EXERCISE DETAILS:
Tally the lines below that contain the word "written". Only the total should be given.

DATA:
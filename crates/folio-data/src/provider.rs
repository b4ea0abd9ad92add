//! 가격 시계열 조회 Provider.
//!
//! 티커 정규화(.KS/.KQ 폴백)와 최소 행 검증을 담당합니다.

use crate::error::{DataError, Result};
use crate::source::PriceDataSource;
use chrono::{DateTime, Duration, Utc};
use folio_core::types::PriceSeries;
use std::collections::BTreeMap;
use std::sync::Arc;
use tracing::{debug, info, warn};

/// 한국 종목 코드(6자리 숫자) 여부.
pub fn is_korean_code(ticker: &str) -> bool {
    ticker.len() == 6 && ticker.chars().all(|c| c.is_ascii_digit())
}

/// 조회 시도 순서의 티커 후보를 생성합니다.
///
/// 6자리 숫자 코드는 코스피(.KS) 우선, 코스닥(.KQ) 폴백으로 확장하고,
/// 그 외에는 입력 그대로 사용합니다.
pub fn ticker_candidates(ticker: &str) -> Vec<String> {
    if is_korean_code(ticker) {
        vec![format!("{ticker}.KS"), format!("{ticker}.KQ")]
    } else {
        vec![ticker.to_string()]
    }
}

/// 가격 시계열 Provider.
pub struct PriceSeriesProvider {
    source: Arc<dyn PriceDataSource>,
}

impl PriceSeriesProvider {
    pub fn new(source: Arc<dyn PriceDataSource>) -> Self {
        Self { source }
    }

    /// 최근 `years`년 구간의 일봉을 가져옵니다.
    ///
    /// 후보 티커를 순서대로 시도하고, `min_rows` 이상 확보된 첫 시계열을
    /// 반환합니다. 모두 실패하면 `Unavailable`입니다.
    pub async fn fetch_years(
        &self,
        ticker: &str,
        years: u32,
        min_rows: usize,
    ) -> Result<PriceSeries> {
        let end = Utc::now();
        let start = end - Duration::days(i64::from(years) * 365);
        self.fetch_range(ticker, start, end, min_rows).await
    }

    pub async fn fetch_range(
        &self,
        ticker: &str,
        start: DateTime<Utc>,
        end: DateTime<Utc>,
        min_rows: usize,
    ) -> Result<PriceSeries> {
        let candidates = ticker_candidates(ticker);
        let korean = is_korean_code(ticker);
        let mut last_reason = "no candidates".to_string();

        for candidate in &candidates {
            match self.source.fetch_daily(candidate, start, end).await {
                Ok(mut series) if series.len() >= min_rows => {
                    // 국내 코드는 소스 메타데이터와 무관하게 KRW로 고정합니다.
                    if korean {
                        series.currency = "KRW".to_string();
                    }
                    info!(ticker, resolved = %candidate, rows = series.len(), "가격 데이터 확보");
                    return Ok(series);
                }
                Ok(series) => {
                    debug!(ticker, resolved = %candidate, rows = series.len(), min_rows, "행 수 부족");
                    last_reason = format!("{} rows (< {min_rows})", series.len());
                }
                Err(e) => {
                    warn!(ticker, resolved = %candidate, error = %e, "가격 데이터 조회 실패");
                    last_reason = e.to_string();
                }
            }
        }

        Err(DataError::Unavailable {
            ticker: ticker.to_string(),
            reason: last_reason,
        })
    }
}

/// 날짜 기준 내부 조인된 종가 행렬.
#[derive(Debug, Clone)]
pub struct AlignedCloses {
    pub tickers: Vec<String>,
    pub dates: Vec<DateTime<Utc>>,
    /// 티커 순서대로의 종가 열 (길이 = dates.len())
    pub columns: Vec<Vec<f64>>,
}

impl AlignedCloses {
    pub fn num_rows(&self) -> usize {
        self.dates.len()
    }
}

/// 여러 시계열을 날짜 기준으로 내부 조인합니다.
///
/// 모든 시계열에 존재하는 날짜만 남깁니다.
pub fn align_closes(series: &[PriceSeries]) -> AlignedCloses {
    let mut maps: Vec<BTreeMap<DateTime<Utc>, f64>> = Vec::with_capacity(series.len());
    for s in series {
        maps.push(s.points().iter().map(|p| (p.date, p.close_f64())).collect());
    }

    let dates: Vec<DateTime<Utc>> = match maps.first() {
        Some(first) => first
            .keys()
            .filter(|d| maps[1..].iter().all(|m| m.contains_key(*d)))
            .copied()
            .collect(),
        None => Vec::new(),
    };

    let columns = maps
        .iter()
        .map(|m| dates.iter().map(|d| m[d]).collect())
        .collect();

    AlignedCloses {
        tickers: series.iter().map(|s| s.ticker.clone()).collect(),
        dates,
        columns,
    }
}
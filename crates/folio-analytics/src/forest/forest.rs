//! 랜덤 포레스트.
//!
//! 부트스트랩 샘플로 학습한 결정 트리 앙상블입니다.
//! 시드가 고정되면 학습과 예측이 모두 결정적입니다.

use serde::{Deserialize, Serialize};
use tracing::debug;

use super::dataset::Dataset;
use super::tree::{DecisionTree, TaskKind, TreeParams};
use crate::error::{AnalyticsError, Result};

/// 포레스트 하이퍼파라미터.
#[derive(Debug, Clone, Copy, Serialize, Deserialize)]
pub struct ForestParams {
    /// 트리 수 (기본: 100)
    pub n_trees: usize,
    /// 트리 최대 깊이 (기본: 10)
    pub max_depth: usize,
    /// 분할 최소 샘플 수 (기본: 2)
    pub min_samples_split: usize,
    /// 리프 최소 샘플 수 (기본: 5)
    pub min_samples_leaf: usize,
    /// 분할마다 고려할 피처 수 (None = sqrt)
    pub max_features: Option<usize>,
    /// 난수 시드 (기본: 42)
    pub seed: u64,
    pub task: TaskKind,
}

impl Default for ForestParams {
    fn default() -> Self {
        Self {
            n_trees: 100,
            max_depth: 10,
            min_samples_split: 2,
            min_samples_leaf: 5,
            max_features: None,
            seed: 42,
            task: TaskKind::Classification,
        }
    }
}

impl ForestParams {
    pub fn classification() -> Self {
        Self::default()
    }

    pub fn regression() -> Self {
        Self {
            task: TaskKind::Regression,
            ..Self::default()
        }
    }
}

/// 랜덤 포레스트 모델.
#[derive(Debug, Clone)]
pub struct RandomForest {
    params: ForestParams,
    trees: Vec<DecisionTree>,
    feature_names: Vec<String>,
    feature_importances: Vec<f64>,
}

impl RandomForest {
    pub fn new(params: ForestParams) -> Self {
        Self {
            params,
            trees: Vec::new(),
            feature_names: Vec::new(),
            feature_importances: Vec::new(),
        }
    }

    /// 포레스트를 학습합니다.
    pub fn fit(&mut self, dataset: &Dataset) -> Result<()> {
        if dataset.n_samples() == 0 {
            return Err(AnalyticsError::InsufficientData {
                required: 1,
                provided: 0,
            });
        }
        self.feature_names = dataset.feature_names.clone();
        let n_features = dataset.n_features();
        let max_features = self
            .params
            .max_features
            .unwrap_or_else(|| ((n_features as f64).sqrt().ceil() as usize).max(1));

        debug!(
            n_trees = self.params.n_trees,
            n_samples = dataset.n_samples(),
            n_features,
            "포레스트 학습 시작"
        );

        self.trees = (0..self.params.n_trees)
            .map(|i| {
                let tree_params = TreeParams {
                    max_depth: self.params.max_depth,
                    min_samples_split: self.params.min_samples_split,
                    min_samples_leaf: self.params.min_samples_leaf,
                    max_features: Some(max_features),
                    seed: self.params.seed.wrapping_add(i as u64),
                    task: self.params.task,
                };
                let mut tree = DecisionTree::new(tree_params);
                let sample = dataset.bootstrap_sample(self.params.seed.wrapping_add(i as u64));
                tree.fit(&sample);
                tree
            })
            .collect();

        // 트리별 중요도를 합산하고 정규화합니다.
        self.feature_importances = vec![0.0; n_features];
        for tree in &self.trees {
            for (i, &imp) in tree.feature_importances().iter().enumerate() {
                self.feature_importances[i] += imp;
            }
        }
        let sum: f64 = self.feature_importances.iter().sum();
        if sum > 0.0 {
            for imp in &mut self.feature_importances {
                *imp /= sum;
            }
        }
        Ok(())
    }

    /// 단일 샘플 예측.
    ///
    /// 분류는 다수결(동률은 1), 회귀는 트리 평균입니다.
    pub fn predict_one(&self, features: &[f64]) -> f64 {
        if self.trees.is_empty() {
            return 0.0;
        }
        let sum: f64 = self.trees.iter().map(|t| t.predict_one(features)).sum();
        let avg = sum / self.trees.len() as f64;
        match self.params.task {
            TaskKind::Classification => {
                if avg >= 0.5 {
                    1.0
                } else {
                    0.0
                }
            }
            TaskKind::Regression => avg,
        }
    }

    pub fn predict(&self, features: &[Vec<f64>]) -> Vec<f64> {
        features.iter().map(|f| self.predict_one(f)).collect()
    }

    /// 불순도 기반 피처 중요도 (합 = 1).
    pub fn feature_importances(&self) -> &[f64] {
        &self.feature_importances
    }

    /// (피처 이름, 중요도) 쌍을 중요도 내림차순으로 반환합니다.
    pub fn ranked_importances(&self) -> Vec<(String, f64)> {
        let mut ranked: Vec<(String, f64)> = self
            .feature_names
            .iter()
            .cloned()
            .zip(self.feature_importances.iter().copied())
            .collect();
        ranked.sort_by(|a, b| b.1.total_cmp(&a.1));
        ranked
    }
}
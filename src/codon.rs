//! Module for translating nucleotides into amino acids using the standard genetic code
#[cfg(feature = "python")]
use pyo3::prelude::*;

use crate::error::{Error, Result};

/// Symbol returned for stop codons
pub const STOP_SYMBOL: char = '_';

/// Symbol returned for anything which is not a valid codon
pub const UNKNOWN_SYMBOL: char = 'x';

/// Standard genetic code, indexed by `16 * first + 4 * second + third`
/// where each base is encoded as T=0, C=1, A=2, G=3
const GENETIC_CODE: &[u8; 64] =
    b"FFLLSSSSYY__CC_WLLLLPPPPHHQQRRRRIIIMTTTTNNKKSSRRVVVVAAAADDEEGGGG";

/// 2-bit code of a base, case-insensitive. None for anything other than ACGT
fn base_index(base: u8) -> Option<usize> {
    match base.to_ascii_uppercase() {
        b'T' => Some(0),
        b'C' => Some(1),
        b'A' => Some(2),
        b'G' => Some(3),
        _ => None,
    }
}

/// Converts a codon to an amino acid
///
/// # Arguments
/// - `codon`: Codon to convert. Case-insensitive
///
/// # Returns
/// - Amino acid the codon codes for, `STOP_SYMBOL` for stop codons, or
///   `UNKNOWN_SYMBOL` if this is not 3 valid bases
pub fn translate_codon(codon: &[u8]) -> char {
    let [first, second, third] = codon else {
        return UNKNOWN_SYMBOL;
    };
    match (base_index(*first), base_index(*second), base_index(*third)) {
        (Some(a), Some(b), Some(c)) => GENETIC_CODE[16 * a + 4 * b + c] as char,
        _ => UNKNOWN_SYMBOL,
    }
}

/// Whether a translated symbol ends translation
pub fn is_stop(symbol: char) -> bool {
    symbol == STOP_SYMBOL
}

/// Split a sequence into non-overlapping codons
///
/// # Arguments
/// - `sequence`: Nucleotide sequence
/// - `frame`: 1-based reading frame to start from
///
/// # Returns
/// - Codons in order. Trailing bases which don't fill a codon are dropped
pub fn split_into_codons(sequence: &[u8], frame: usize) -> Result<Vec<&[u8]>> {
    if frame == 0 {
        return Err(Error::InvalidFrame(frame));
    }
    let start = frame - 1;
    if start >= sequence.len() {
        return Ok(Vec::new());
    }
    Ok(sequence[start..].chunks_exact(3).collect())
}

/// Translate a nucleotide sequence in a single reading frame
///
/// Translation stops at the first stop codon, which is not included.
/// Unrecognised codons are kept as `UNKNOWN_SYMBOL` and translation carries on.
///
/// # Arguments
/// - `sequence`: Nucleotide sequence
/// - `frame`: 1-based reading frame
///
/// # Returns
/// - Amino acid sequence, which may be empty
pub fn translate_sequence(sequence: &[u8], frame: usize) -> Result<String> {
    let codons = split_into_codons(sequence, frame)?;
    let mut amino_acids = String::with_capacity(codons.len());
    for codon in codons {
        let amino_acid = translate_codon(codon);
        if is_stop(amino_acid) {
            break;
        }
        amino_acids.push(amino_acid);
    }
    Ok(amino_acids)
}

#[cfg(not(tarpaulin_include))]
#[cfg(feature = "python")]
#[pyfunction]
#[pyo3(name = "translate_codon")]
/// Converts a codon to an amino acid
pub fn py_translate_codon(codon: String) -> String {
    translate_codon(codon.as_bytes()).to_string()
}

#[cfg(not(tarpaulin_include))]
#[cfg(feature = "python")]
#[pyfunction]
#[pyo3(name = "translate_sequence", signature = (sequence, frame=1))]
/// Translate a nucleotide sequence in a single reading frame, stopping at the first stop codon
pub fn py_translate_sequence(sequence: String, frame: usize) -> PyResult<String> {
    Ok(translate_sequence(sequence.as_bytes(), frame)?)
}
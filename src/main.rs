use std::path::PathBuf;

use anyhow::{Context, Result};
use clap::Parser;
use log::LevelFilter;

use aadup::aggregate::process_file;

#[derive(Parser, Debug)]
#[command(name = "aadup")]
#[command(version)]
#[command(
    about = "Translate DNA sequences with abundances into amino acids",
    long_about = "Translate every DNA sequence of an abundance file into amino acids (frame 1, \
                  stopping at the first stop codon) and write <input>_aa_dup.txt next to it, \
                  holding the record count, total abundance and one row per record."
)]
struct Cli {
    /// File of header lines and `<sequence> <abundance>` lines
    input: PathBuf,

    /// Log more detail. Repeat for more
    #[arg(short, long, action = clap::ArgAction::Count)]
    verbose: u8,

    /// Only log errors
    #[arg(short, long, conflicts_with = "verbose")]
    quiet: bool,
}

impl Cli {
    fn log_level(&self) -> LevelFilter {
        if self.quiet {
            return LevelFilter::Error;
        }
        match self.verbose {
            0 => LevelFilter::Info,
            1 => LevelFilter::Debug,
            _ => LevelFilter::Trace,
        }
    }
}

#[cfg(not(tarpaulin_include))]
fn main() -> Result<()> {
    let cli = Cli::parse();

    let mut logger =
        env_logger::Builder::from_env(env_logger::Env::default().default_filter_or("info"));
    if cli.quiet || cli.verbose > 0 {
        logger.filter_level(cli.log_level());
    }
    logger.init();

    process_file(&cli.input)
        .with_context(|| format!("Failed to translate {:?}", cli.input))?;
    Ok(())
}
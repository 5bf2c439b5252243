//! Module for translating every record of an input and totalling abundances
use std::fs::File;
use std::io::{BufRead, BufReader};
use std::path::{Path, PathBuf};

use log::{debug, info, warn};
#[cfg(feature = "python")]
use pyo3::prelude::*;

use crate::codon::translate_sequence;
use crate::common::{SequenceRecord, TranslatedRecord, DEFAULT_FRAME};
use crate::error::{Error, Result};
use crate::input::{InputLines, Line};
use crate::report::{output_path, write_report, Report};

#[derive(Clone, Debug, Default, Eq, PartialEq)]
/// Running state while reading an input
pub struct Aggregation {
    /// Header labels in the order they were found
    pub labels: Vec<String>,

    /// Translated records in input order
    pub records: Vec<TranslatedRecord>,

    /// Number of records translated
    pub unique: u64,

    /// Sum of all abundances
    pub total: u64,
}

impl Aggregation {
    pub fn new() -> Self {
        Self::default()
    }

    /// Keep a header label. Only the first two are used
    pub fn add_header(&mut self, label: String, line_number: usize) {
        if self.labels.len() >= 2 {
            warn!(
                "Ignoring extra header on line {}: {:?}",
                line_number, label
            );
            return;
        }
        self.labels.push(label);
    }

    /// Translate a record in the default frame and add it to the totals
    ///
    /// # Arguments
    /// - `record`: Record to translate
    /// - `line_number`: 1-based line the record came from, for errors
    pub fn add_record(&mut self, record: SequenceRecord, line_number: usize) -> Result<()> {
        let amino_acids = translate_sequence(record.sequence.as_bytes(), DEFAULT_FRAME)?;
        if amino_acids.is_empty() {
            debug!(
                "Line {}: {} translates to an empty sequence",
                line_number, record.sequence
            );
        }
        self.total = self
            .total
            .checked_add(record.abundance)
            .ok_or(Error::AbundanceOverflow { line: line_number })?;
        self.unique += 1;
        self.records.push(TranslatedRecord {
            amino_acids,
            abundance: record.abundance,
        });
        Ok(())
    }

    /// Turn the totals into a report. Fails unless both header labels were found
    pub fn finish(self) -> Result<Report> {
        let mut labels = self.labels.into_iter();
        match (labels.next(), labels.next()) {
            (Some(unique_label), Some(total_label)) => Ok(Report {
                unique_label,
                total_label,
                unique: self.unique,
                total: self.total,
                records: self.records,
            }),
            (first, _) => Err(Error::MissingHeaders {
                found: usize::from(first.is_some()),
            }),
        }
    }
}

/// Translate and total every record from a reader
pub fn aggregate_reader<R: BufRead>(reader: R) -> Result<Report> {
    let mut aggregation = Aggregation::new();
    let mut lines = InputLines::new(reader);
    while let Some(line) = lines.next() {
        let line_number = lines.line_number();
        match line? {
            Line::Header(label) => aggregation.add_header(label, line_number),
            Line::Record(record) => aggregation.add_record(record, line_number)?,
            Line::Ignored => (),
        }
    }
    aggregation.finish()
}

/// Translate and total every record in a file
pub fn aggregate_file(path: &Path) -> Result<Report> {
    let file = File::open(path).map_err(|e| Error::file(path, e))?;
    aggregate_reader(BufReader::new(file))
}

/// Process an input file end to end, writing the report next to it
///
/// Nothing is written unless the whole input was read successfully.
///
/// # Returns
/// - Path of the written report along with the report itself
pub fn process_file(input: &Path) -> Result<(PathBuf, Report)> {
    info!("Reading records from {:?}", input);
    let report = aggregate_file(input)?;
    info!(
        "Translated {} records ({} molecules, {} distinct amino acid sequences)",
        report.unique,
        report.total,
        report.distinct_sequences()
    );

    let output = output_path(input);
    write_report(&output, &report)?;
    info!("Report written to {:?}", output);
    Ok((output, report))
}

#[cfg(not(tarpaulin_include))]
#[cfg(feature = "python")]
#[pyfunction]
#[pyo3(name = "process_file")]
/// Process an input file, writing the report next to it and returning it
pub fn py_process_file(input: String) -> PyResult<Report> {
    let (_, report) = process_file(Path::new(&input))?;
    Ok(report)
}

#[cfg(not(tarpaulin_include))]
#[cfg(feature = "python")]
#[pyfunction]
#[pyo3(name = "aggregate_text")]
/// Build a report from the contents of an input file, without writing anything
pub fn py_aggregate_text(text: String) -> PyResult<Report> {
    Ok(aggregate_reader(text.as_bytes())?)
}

ANSWER TO THE PROBLEM:
3